▶ _DATA PROVIDED_:
··········

//! Output management and formatting.
//!
//! Reports go to stdout; warnings and errors go to stderr so a mapped JSON
//! document on stdout stays parseable.

use std::io::{self, IsTerminal};

use console::Term;
use owo_colors::OwoColorize;

use crate::cli::global::{GlobalArgs, OutputFormat};
use crate::config::AppConfig;

/// Manages CLI output based on configuration.
pub struct OutputManager {
    resolved_format: OutputFormat,
    quiet: bool,
    no_color: bool,
    out: Term,
    err: Term,
}

impl OutputManager {
    /// Build an `OutputManager` from parsed CLI flags and loaded config.
    pub fn new(args: &GlobalArgs, config: &AppConfig) -> Self {
        let requested = match args.output_format {
            OutputFormat::Auto => parse_format(&config.output.format),
            explicit => explicit,
        };
        // Resolve Auto → Human (TTY) or Plain (piped/redirected).
        let resolved_format = if requested == OutputFormat::Auto {
            if io::stdout().is_terminal() {
                OutputFormat::Human
            } else {
                OutputFormat::Plain
            }
        } else {
            requested
        };

        Self {
            resolved_format,
            quiet: args.quiet,
            no_color: args.no_color || config.output.no_color || resolved_format == OutputFormat::Plain,
            out: Term::stdout(),
            err: Term::stderr(),
        }
    }

    // ── Public write methods ───────────────────────────────────────────────

    /// Generic message; suppressed in quiet mode.
    pub fn print(&self, msg: &str) -> io::Result<()> {
        if self.quiet {
            return Ok(());
        }
        self.out.write_line(msg)
    }

    /// Command result (a document or a machine-readable report). Never
    /// suppressed.
    pub fn data(&self, text: &str) -> io::Result<()> {
        self.out.write_line(text)
    }

    /// Success indicator: `✓ <msg>`.
    pub fn success(&self, msg: &str) -> io::Result<()> {
        if self.quiet {
            return Ok(());
        }
        let line = if self.no_color {
            format!("\u{2713} {msg}")
        } else {
            format!("{} {}", "\u{2713}".green().bold(), msg.green())
        };
        self.out.write_line(&line)
    }

    /// Error indicator on stderr: `✗ <msg>`.  Shown in quiet mode too.
    pub fn error(&self, msg: &str) -> io::Result<()> {
        let line = if self.no_color {
            format!("\u{2717} {msg}")
        } else {
            format!("{} {}", "\u{2717}".red().bold(), msg.red())
        };
        self.err.write_line(&line)
    }

    /// Warning indicator on stderr: `⚠ <msg>`.
    pub fn warning(&self, msg: &str) -> io::Result<()> {
        if self.quiet {
            return Ok(());
        }
        let line = if self.no_color {
            format!("\u{26a0} {msg}")
        } else {
            format!("{} {}", "\u{26a0}".yellow().bold(), msg.yellow())
        };
        self.err.write_line(&line)
    }

    /// Bold cyan header line.
    pub fn header(&self, text: &str) -> io::Result<()> {
        if self.quiet {
            return Ok(());
        }
        let line = if self.no_color {
            text.to_owned()
        } else {
            text.cyan().bold().to_string()
        };
        self.out.write_line(&line)
    }

    // ── Accessors ─────────────────────────────────────────────────────────

    /// `true` if ANSI colours are enabled.
    pub fn supports_color(&self) -> bool {
        !self.no_color
    }

    pub fn is_json(&self) -> bool {
        self.resolved_format == OutputFormat::Json
    }
}

fn parse_format(raw: &str) -> OutputFormat {
    match raw.to_ascii_lowercase().as_str() {
        "human" => OutputFormat::Human,
        "plain" => OutputFormat::Plain,
        "json" => OutputFormat::Json,
        _ => OutputFormat::Auto,
    }
}

// ── tests ─────────────────────────────────────────────────────────────────────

··········

▶ _REQUIRED WORK_:
Please retype the top of the data exactly, down to and including the line that holds "use crate::config::AppConfig;", and nothing further.

▶ _ANSWER_:
//! Output management and formatting.
//!
//! Reports go to stdout; warnings and errors go to stderr so a mapped JSON
//! document on stdout stays parseable.

use std::io::{self, IsTerminal};

use console::Term;
use owo_colors::OwoColorize;

use crate::cli::global::{GlobalArgs, OutputFormat};
use crate::config::AppConfig;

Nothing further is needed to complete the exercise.